Par Giuseppe Gagliano, Président du Centro Studi Strategici Carlo De Cristoforis (Côme, Italie)
Ankara n’occupe pas, elle organise
La Libye demeure l’un des grands laboratoires de la nouvelle géopolitique méditerranéenne. Elle n’est plus seulement un pays divisé entre Tripoli et Tobrouk, entre milices, rentes pétrolières et protecteurs étrangers. Elle est devenue un espace où se mesure la capacité des puissances régionales à transformer le chaos en influence.
Dans ce cadre, la Turquie avance avec une lucidité que beaucoup d’observateurs européens ont sous-estimée. Ankara ne cherche pas simplement à occuper la Tripolitaine ou à la transformer en protectorat. Son objectif est plus ambitieux : utiliser la Libye comme levier maritime, militaire, énergétique et diplomatique pour consolider sa projection en Méditerranée.
La manœuvre décisive reste l’accord sur les juridictions maritimes signé en novembre 2019 avec le gouvernement de Tripoli. Cet accord a donné à la doctrine de la « Patrie bleue » une base géopolitique concrète : relier idéalement la côte anatolienne à la côte libyenne, redessiner les équilibres de la Méditerranée orientale et défier l’axe formé par la Grèce, Chypre du Sud, Israël et l’Égypte.
Mais c’est précisément là que se trouve le problème. La côte libyenne la plus importante pour Ankara est la côte orientale, c’est-à-dire celle qui se trouve sous influence cyrénaïque, où pèse le pouvoir du général Haftar. C’est pourquoi la Turquie a compris qu’il ne lui suffisait pas de contrôler Tripoli. Elle doit rendre l’accord de 2019 acceptable aussi pour Tobrouk, ou du moins pour une Libye formellement réunifiée.

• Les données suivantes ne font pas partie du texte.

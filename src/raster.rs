use log::{debug, info, warn};
use rayon::prelude::*;
use static_assertions::assert_impl_all;

use crate::basic::{Dir, Hexagon, Point};
use crate::color::Color;
use crate::error::{Error, ErrorConversion, Result};
use crate::image::{RgbImage, RgbaImage};
use crate::mapping::{to_source_space, NeighborSet};
use crate::params::{Blending, TileParams};
use crate::sampler::sample;
use crate::weights::BlendWeights;

const OPAQUE: u8 = 255;

/// A destination hexagon bound to the source texture it is painted with
///
/// INVARIANT: the parameters are valid and the source can be sampled
#[derive(Copy, Clone, Debug)]
pub struct Tile<'a> {
    source: &'a RgbImage,
    dst: Hexagon,
    src: Hexagon,
    blending: Blending,
}

// needed for concurrency (par_chunks_mut, etc.)
assert_impl_all!(Tile<'static>: Send, Sync);

impl<'a> Tile<'a> {
    pub fn new(source: &'a RgbImage, params: &TileParams) -> Result<Self> {
        params
            .validate()
            .map_err(Error::from)
            .with_trace_step("validate tile parameters")?;
        source
            .check_samplable()
            .map_err(Error::from)
            .with_trace_step("validate source image")?;

        Ok(Self {
            source,
            dst: params.dst_hexagon(),
            src: params.src_hexagon(source),
            blending: params.blending,
        })
    }

    pub fn dst(&self) -> Hexagon {
        self.dst
    }

    pub fn src(&self) -> Hexagon {
        self.src
    }

    /// The same tile laid on the adjacent hexagon of the honeycomb
    #[must_use]
    pub fn neighbor(self, dir: Dir) -> Self {
        Self {
            dst: self.dst.neighbor(dir),
            ..self
        }
    }

    /// Blended color at `pos`, `None` outside the hexagon
    #[inline]
    pub fn shade(&self, pos: Point) -> Option<Color> {
        let coords = self.dst.classify(pos)?;
        let src_pos = to_source_space(pos, self.dst, self.src);
        let center = sample(self.source, src_pos);

        let color = match self.blending {
            Blending::CenterOnly => center,
            Blending::Seamless => {
                let neighbors = NeighborSet::around(src_pos, self.src.diameter)
                    .neighbors
                    .map(|neighbor| sample(self.source, neighbor));
                BlendWeights::new(coords, self.dst.diameter).blend(center, neighbors)
            }
        };
        Some(color)
    }

    /// Shade one canvas row, returns how many pixels were inside
    fn shade_row(&self, y: usize, row: &mut [[u8; 4]]) -> usize {
        let mut covered = 0;
        for (x, pixel) in row.iter_mut().enumerate() {
            if let Some(color) = self.shade(Point::from((x, y))) {
                *pixel = color.to_rgba(OPAQUE);
                covered += 1;
            }
        }
        covered
    }
}

/// Paint the hexagon tile described by `params` with `source`
///
/// Pixels outside the hexagon stay fully transparent.
pub fn render(source: &RgbImage, params: &TileParams) -> Result<RgbaImage> {
    let tile = Tile::new(source, params).with_trace_step("render")?;
    let (width, height) = (params.canvas_width, params.canvas_height);

    info!(
        "rendering {}x{} hexagon tile from {}x{} source",
        width,
        height,
        source.width(),
        source.height()
    );
    debug!(
        "destination {:?}, source {:?}, {:?}, parallel: {}",
        tile.dst, tile.src, tile.blending, params.parallel
    );
    let footprint = tile.src.diameter;
    if (source.width() as f32) < footprint || (source.height() as f32) < footprint {
        warn!(
            "{}x{} source is smaller than the source diameter {}, translated samples will be clamped",
            source.width(),
            source.height(),
            footprint
        );
    }

    let mut canvas = RgbaImage::filled(width, height, Color::TRANSPARENT);
    let covered: usize = if params.parallel {
        canvas
            .par_rows_mut()
            .enumerate()
            .map(|(y, row)| tile.shade_row(y, row))
            .sum()
    } else {
        canvas
            .rows_mut()
            .enumerate()
            .map(|(y, row)| tile.shade_row(y, row))
            .sum()
    };

    info!("covered {} of {} pixels", covered, width * height);
    Ok(canvas)
}

#[cfg(test)]
fn smooth_texture(width: usize, height: usize) -> RgbImage {
    RgbImage::from_fn(width, height, |x, y| {
        let (x, y) = (x as f32, y as f32);
        [
            (127. + 120. * (x / 13.).sin() * (y / 17.).cos()) as u8,
            (127. + 120. * ((x + y) / 23.).sin()) as u8,
            (x / 4. + y / 8.) as u8,
        ]
    })
}

#[cfg(test)]
fn noise_texture(width: usize, height: usize) -> RgbImage {
    use rand::{rngs::StdRng, Rng, SeedableRng};

    let mut rng = StdRng::seed_from_u64(0x7e57);
    RgbImage::from_fn(width, height, |_, _| rng.gen())
}

#[cfg(test)]
#[test_log::test]
fn test_solid_source_gives_solid_tile() {
    let source = RgbImage::filled(4, 4, [10, 20, 30]);
    let params = TileParams::default();
    let tile = render(&source, &params).unwrap();
    let hexagon = params.dst_hexagon();

    assert_eq!((tile.width(), tile.height()), (296, 256));
    for (x, y) in itertools::iproduct!(0..tile.width(), 0..tile.height()) {
        let expected = if hexagon.contains(Point::from((x, y))) {
            [10, 20, 30, 255]
        } else {
            Color::TRANSPARENT
        };
        assert_eq!(tile.get(x, y), expected, "at ({}, {})", x, y);
    }
}

#[test]
fn test_exact_center_is_unblended() {
    let source = noise_texture(512, 512);
    let params = TileParams::default()
        .canvas(256, 256)
        .dst_center(Point { x: 128., y: 128. });
    let center = Point { x: 128., y: 128. };

    let coords = params.dst_hexagon().classify(center).unwrap();
    assert_eq!(BlendWeights::new(coords, 256.), BlendWeights::CENTER_ONLY);

    let tile = render(&source, &params).unwrap();
    let [r, g, b] = source.get(256, 256);
    assert_eq!(tile.get(128, 128), [r, g, b, 255]);
}

#[test]
fn test_render_is_deterministic() {
    let source = noise_texture(200, 180);
    let params = TileParams::for_diameter(150.).src_diameter(160.);

    let parallel = render(&source, &params).unwrap();
    let again = render(&source, &params).unwrap();
    let sequential = render(&source, &params.clone().parallel(false)).unwrap();
    assert_eq!(parallel, again);
    assert_eq!(parallel, sequential);
}

#[test]
fn test_center_only_writes_the_plain_sample() {
    let source = smooth_texture(128, 128);
    let params = TileParams::for_diameter(100.).src_diameter(100.);
    let seamless = render(&source, &params).unwrap();
    let center_only = render(&source, &params.clone().blending(Blending::CenterOnly)).unwrap();
    assert_ne!(seamless, center_only);

    let (dst, src) = (params.dst_hexagon(), params.src_hexagon(&source));
    for (x, y) in itertools::iproduct!(0..center_only.width(), 0..center_only.height()) {
        let pos = Point::from((x, y));
        let expected = if dst.contains(pos) {
            sample(&source, to_source_space(pos, dst, src)).to_rgba(255)
        } else {
            Color::TRANSPARENT
        };
        assert_eq!(center_only.get(x, y), expected, "at ({}, {})", x, y);
    }
}

#[test]
fn test_rejects_bad_input() {
    use crate::error::ErrorType;
    use crate::image::ImageError;
    use crate::params::ParamsError;

    let params = TileParams::for_diameter(16.);

    let err = render(&RgbImage::filled(0, 0, [0; 3]), &params).unwrap_err();
    assert!(matches!(err.error_type(), ErrorType::ImageError(ImageError::Empty)));

    let err = render(&RgbImage::filled(1, 30, [0; 3]), &params).unwrap_err();
    assert!(matches!(
        err.error_type(),
        ErrorType::ImageError(ImageError::TooSmall { width: 1, height: 30 })
    ));

    let err = render(&smooth_texture(8, 8), &params.dst_diameter(-1.)).unwrap_err();
    assert!(matches!(err.error_type(), ErrorType::ParamsError(ParamsError::Diameter { .. })));
    assert!(err.to_string().contains("validate tile parameters"));
}

#[test]
fn test_tile_rejects_unsamplable_source() {
    use crate::error::ErrorType;
    use crate::image::ImageError;

    let params = TileParams::for_diameter(16.);
    for (width, height) in [(1, 5), (5, 1)] {
        let source = RgbImage::filled(width, height, [7; 3]);
        let err = Tile::new(&source, &params).unwrap_err();
        assert!(matches!(
            err.error_type(),
            ErrorType::ImageError(ImageError::TooSmall { .. })
        ));
    }

    let source = RgbImage::filled(2, 2, [7; 3]);
    let tile = Tile::new(&source, &params).unwrap();
    assert_eq!(tile.shade(tile.dst().center).unwrap().to_rgb(), [7; 3]);
}

#[test]
fn test_render_rejects_oversized_canvas() {
    use crate::error::ErrorType;
    use crate::params::ParamsError;

    let params = TileParams::for_diameter(16.).canvas(usize::MAX / 2, 3);
    let err = render(&smooth_texture(8, 8), &params).unwrap_err();
    assert!(matches!(
        err.error_type(),
        ErrorType::ParamsError(ParamsError::CanvasTooLarge { .. })
    ));
}

#[cfg(test)]
fn continuity_tiles(source: &RgbImage) -> (Tile, Vec<Tile>) {
    let params = TileParams::for_diameter(120.)
        .dst_center(Point { x: 300., y: 260. })
        .src_diameter(140.);
    let tile = Tile::new(source, &params).unwrap();
    let neighbors = Dir::iter().map(|dir| tile.neighbor(dir)).collect();
    (tile, neighbors)
}

#[test]
fn test_edges_are_seamless() {
    const NUDGE: f32 = 1e-3;
    let source = smooth_texture(300, 300);
    let (tile, neighbors) = continuity_tiles(&source);
    let half_side = tile.dst.side_len() / 2.;

    for dir in Dir::iter() {
        let neighbor = neighbors[dir as usize];
        let normal = dir.toward_neighbor();
        let along = Point { x: -normal.y, y: normal.x };
        let midpoint = (tile.dst.center + neighbor.dst.center) / 2.;

        for step in -9..=9 {
            let on_edge = midpoint + along * (half_side * step as f32 / 10.);
            let here = tile.shade(on_edge - normal * NUDGE).unwrap();
            let there = neighbor.shade(on_edge + normal * NUDGE).unwrap();
            assert!(
                here.distance(there) < 0.25,
                "{:?} edge at {:?}: {:?} vs {:?}",
                dir,
                on_edge,
                here,
                there
            );
        }
    }
}

#[test]
fn test_edges_do_not_match_without_blending() {
    let source = smooth_texture(300, 300);
    let (tile, neighbors) = continuity_tiles(&source);
    let (tile, neighbor) = (
        Tile { blending: Blending::CenterOnly, ..tile },
        Tile { blending: Blending::CenterOnly, ..neighbors[0] },
    );

    let normal = Dir::Top.toward_neighbor();
    let worst = (-9..=9)
        .map(|step| {
            let on_edge = (tile.dst.center + neighbor.dst.center) / 2.
                + Point { x: step as f32 * 3., y: 0. };
            let here = tile.shade(on_edge - normal * 1e-3).unwrap();
            let there = neighbor.shade(on_edge + normal * 1e-3).unwrap();
            here.distance(there)
        })
        .fold(0., f32::max);
    assert!(worst > 1., "{}", worst);
}

#[test]
fn test_vertices_are_seamless() {
    const NUDGE: f32 = 1e-3;
    let source = smooth_texture(300, 300);
    let (tile, neighbors) = continuity_tiles(&source);

    for vertex in tile.dst.vertices() {
        let reference = tile
            .shade(vertex + (tile.dst.center - vertex).normalized() * NUDGE)
            .unwrap();

        let sharing: Vec<_> = neighbors
            .iter()
            .filter(|n| ((n.dst.center - vertex).magnitude() - n.dst.side_len()).abs() < 1e-2)
            .collect();
        assert_eq!(sharing.len(), 2, "vertex {:?}", vertex);

        for neighbor in sharing {
            let color = neighbor
                .shade(vertex + (neighbor.dst.center - vertex).normalized() * NUDGE)
                .unwrap();
            assert!(
                color.distance(reference) < 0.25,
                "vertex {:?}: {:?} vs {:?}",
                vertex,
                color,
                reference
            );
        }
    }
}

Le budget unifié comme arme politique
L’adoption d’un cadre de dépenses unifié par la Banque centrale libyenne, en avril 2026, ne signifie pas encore une réunification politique. Les gouvernements rivaux restent en place, les chaînes de commandement militaire ne sont pas fusionnées, Haftar continue de contrôler la Cyrénaïque et une partie décisive des infrastructures pétrolières.

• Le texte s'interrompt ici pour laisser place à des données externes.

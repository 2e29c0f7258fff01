use std::ops::{Div, Mul, Neg};

/// A position or offset in pixel space, x to the right and y downward
#[derive(Copy, Clone, Debug, Default, PartialEq, Add, Sub)]
pub struct Point {
    pub x: f32,
    pub y: f32,
}

impl From<(usize, usize)> for Point {
    fn from((x, y): (usize, usize)) -> Self {
        Self { x: x as f32, y: y as f32 }
    }
}

impl Mul<f32> for Point {
    type Output = Self;

    fn mul(self, rhs: f32) -> Self::Output {
        Self { x: self.x * rhs, y: self.y * rhs }
    }
}

impl Mul<Point> for f32 {
    type Output = Point;

    fn mul(self, rhs: Point) -> Self::Output {
        rhs * self
    }
}

impl Div<f32> for Point {
    type Output = Self;

    fn div(self, rhs: f32) -> Self::Output {
        Self { x: self.x / rhs, y: self.y / rhs }
    }
}

impl Neg for Point {
    type Output = Self;

    fn neg(self) -> Self::Output {
        Self { x: -self.x, y: -self.y }
    }
}

impl Point {
    pub const ORIGIN: Self = Self { x: 0., y: 0. };

    #[must_use]
    pub fn dot(self, other: Self) -> f32 {
        self.x * other.x + self.y * other.y
    }

    #[must_use]
    pub fn magnitude(self) -> f32 {
        (self.x.powi(2) + self.y.powi(2)).sqrt()
    }

    #[must_use]
    pub fn normalized(self) -> Self {
        self / self.magnitude()
    }

    pub fn is_finite(self) -> bool {
        self.x.is_finite() && self.y.is_finite()
    }
}

#[test]
fn test_dot_of_perpendicular_vectors() {
    let a = Point { x: 3., y: 0. };
    let b = Point { x: 0., y: -2. };
    assert_eq!(a.dot(b), 0.);
    assert_eq!(a.dot(a), 9.);
    assert_eq!((a + b).magnitude(), 13f32.sqrt());
}
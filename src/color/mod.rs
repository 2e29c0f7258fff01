use std::ops::{Div, Mul};

/// Real-valued RGB with channels on the 0..=255 scale
///
/// Blending happens in this form; quantization back to bytes only happens
/// when a pixel is written out.
#[derive(Copy, Clone, Debug, Default, PartialEq, Add, AddAssign, Sub)]
pub struct Color {
    pub r: f32,
    pub g: f32,
    pub b: f32,
}

impl Color {
    /// Fully transparent RGBA, the value of every pixel outside the hexagon
    pub const TRANSPARENT: [u8; 4] = [0, 0, 0, 0];

    #[inline(always)]
    pub fn from_rgb([r, g, b]: [u8; 3]) -> Self {
        Self {
            r: r as f32,
            g: g as f32,
            b: b as f32,
        }
    }

    /// Round to the nearest byte, clamped into range
    #[inline(always)]
    pub fn to_rgb(self) -> [u8; 3] {
        fn quantize(channel: f32) -> u8 {
            channel.round().clamp(0., 255.) as u8
        }
        [quantize(self.r), quantize(self.g), quantize(self.b)]
    }

    #[inline(always)]
    pub fn to_rgba(self, alpha: u8) -> [u8; 4] {
        let [r, g, b] = self.to_rgb();
        [r, g, b, alpha]
    }

    /// Largest per-channel absolute difference
    pub fn distance(self, other: Self) -> f32 {
        let Self { r, g, b } = self - other;
        r.abs().max(g.abs()).max(b.abs())
    }
}

impl Mul<f32> for Color {
    type Output = Self;

    fn mul(self, rhs: f32) -> Self::Output {
        Self {
            r: self.r * rhs,
            g: self.g * rhs,
            b: self.b * rhs,
        }
    }
}

impl Mul<Color> for f32 {
    type Output = Color;

    fn mul(self, rhs: Color) -> Self::Output {
        rhs * self
    }
}

impl Div<f32> for Color {
    type Output = Self;

    fn div(self, rhs: f32) -> Self::Output {
        Self {
            r: self.r / rhs,
            g: self.g / rhs,
            b: self.b / rhs,
        }
    }
}

#[test]
fn test_quantization_rounds_and_clamps() {
    let color = Color { r: 29.999998, g: -3., b: 300. };
    assert_eq!(color.to_rgb(), [30, 0, 255]);
    assert_eq!(Color { r: 10.4, g: 10.5, b: 10.6 }.to_rgba(255), [10, 11, 11, 255]);
}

Cependant, le fait est politique avant d’être comptable. Si les salaires, les subventions, les fonds publics et les recettes pétrolières commencent à être administrés selon des critères communs, alors la division libyenne ne disparaît pas, mais elle entre dans une nouvelle phase.
Pour Ankara, c’est un succès considérable. Une Libye fiscalement coordonnée peut devenir, avec le temps, une Libye suffisamment unitaire pour donner une couverture à l’accord maritime de 2019. Il n’est pas nécessaire d’obtenir une fusion parfaite. Il suffit d’une structure centrale suffisamment reconnue pour pouvoir parler aussi au nom de la Cyrénaïque.
C’est ici que la Turquie montre qu’elle sait jouer une partie longue. Elle ne force pas seulement le terrain militaire. Elle construit patiemment les conditions politiques et juridiques capables de rendre sa présence irréversible.
La dimension militaire : une armée libyenne sous influence turque
La participation de militaires tripolitains et cyrénaïques aux exercices dirigés par la Turquie constitue un passage très important. Il ne s’agit pas d’un simple entraînement protocolaire. Les activités ont concerné des opérations amphibies, les forces spéciales, la coordination entre aviation et troupes au sol, ainsi que la guerre électronique.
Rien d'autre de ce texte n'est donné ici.